→ TASK DESCRIPTION:
Nothing is needed except the lines below that run from the one with "filename src/serializer.rs" through the one with "match path.extension().and_then(|ext| ext.to_str())", repeated exactly.

→ RECORDS FOR THE TASK:
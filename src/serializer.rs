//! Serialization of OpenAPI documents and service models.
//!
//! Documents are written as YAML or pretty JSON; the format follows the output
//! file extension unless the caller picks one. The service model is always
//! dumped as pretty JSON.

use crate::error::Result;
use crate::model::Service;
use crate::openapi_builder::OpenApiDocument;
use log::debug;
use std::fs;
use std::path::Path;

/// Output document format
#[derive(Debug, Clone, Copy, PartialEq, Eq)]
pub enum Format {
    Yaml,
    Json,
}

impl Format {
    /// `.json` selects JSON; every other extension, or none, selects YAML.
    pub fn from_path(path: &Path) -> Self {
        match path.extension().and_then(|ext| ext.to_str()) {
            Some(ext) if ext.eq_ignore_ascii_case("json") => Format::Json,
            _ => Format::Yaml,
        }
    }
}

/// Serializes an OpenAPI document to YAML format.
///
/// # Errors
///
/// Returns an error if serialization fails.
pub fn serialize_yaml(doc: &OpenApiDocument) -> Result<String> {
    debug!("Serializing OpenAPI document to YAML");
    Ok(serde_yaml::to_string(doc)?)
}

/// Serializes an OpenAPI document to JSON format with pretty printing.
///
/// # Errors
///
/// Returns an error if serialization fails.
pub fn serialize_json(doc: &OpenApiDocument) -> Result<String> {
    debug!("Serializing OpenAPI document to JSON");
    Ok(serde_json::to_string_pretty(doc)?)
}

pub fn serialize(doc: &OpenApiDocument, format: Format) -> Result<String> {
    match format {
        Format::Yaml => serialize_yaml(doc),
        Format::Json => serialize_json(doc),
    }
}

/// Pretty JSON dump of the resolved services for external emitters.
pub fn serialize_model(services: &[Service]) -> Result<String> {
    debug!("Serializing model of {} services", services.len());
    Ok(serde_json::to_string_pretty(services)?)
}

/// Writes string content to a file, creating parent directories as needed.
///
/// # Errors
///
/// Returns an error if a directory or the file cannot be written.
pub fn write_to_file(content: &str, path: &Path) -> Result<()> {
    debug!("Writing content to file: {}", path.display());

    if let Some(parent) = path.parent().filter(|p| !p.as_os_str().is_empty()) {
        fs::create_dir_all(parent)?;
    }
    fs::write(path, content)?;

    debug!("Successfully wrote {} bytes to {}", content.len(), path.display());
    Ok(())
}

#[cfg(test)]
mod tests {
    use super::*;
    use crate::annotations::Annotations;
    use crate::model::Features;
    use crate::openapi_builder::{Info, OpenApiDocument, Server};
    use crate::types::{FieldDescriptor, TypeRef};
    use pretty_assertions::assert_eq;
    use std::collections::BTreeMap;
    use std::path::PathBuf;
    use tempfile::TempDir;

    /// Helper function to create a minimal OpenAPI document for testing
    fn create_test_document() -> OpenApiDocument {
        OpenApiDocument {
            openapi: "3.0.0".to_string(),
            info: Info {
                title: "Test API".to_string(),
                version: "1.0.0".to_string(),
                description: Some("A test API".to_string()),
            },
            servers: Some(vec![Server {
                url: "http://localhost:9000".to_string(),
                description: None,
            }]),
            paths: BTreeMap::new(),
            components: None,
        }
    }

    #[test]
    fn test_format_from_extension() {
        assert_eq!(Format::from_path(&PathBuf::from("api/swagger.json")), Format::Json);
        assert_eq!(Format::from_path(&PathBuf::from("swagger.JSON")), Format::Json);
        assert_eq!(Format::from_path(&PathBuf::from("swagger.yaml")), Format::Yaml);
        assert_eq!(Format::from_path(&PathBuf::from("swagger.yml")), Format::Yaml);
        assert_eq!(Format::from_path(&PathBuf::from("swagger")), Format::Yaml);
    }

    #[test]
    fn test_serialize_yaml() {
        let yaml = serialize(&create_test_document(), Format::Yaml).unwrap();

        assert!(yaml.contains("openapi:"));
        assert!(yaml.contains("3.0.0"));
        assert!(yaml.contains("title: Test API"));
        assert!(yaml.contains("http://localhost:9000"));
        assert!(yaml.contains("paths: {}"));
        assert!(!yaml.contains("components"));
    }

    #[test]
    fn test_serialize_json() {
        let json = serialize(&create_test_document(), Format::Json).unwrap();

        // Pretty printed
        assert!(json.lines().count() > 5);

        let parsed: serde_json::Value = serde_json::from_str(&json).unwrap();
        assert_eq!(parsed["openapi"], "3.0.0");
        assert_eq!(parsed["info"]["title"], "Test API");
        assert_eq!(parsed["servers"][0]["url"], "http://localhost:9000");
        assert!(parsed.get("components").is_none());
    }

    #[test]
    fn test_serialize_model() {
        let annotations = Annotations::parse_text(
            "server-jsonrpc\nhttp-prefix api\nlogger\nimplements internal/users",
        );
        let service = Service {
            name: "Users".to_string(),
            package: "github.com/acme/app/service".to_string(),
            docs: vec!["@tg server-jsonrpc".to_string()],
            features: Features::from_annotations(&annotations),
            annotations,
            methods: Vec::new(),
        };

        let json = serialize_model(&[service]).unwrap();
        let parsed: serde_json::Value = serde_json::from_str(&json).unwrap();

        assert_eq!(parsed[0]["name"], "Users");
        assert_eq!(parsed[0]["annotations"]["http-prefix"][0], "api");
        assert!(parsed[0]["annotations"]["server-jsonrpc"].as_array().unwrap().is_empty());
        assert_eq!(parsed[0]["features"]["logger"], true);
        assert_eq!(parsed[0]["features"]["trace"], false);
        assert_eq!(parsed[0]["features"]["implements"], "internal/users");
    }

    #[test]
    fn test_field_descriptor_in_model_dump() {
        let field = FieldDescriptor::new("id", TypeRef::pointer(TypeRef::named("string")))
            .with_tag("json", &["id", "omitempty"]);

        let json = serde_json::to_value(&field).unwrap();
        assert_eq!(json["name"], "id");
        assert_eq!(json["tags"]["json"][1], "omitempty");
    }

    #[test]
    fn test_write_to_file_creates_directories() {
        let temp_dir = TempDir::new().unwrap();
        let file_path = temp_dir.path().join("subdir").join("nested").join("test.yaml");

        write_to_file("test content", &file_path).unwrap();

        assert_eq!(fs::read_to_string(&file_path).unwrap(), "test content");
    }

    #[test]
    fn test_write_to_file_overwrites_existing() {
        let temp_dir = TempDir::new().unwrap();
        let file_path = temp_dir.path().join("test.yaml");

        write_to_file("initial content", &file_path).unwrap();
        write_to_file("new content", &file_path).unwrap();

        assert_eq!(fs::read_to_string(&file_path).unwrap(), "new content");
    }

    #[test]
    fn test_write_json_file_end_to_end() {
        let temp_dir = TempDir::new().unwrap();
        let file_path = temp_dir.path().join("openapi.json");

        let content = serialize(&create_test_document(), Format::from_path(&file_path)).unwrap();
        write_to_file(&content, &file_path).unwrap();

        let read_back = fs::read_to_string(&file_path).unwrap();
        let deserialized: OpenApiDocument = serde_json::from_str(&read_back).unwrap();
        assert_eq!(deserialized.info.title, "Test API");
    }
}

==

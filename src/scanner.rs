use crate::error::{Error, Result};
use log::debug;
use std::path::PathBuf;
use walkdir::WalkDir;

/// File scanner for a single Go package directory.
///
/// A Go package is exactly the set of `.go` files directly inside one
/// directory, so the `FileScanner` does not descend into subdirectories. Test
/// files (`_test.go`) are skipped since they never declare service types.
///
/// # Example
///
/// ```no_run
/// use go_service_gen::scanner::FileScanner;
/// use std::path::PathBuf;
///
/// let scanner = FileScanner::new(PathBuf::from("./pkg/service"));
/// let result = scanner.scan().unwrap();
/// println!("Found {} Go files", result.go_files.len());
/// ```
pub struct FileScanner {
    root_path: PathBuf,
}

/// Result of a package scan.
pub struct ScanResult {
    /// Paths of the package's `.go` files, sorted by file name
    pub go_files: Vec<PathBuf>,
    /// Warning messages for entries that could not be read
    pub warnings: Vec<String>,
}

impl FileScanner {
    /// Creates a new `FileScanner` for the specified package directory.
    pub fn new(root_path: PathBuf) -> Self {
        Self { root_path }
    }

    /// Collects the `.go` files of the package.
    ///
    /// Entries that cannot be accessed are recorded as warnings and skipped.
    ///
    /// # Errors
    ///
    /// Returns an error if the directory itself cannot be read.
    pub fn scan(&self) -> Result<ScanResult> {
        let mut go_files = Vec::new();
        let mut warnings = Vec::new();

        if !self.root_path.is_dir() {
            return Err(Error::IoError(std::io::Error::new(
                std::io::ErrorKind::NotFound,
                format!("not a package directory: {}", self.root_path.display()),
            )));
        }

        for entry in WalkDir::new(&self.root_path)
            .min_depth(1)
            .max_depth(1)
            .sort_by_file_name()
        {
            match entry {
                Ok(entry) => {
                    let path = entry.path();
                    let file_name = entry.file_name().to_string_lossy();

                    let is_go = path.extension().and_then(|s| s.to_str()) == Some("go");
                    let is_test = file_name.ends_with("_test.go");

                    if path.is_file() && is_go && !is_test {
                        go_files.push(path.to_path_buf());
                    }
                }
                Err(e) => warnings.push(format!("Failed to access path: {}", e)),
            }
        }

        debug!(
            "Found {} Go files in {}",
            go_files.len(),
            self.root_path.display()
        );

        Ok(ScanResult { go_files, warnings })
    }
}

→ SOLUTION:
filename src/serializer.rs
//! Serialization of OpenAPI documents and service models.
//!
//! Documents are written as YAML or pretty JSON; the format follows the output
//! file extension unless the caller picks one. The service model is always
//! dumped as pretty JSON.

use crate::error::Result;
use crate::model::Service;
use crate::openapi_builder::OpenApiDocument;
use log::debug;
use std::fs;
use std::path::Path;

/// Output document format
#[derive(Debug, Clone, Copy, PartialEq, Eq)]
pub enum Format {
    Yaml,
    Json,
}

impl Format {
    /// `.json` selects JSON; every other extension, or none, selects YAML.
    pub fn from_path(path: &Path) -> Self {
        match path.extension().and_then(|ext| ext.to_str()) {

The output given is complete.